WHAT IS NEEDED: Using the records that follow, work out how many lines hold the string "during" and provide that number only.
══ TASK INPUT
//! Database error types
//!
//! This module defines the error types that can occur during database
//! operations, providing meaningful error messages and proper error chaining.

use thiserror::Error;

use domain_claims::StoreError;

/// Errors that can occur during database operations
#[derive(Debug, Error)]
pub enum DatabaseError {
    /// Failed to establish a database connection
    #[error("Failed to connect to database: {0}")]
    ConnectionFailed(String),

    /// Query execution failed
    #[error("Query failed: {0}")]
    QueryFailed(String),

    /// Unique constraint violation
    #[error("Duplicate entry: {0}")]
    DuplicateEntry(String),

    /// Foreign key or check constraint violation
    #[error("Constraint violation: {0}")]
    ConstraintViolation(String),

    /// A stored value could not be mapped onto a domain type
    #[error("Corrupt row: {0}")]
    CorruptRow(String),

    /// Pool exhaustion - no available connections
    #[error("Connection pool exhausted")]
    PoolExhausted,

    /// Generic SQL error
    #[error("SQL error: {0}")]
    SqlError(#[from] sqlx::Error),
}

impl DatabaseError {
    /// Creates a corrupt-row error for a column that failed to parse
    pub fn corrupt_row(column: &str, detail: impl std::fmt::Display) -> Self {
        DatabaseError::CorruptRow(format!("column '{}': {}", column, detail))
    }

    /// Checks if this error is a connection-related issue
    pub fn is_connection_error(&self) -> bool {
        matches!(
            self,
            DatabaseError::ConnectionFailed(_) | DatabaseError::PoolExhausted
        )
    }
}

/// Classifies SQLx errors by PostgreSQL error code
///
/// https://www.postgresql.org/docs/current/errcodes-appendix.html
pub(crate) fn classify(error: sqlx::Error) -> DatabaseError {
    match &error {
        sqlx::Error::PoolTimedOut => DatabaseError::PoolExhausted,
        sqlx::Error::Database(db_err) => {
            if let Some(code) = db_err.code() {
                match code.as_ref() {
                    "23505" => DatabaseError::DuplicateEntry(db_err.message().to_string()),
                    "23503" | "23514" => {
                        DatabaseError::ConstraintViolation(db_err.message().to_string())
                    }
                    _ => DatabaseError::QueryFailed(db_err.message().to_string()),
                }
            } else {
                DatabaseError::QueryFailed(db_err.message().to_string())
            }
        }
        _ => DatabaseError::SqlError(error),
    }
}

/// Folds database failures into the domain's port error
impl From<DatabaseError> for StoreError {
    fn from(error: DatabaseError) -> Self {
        match error {
            DatabaseError::DuplicateEntry(m) | DatabaseError::ConstraintViolation(m) => {
                StoreError::WriteRejected(m)
            }
            other => StoreError::Unavailable(other.to_string()),
        }
    }
}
════
COMPLETED TASK: 2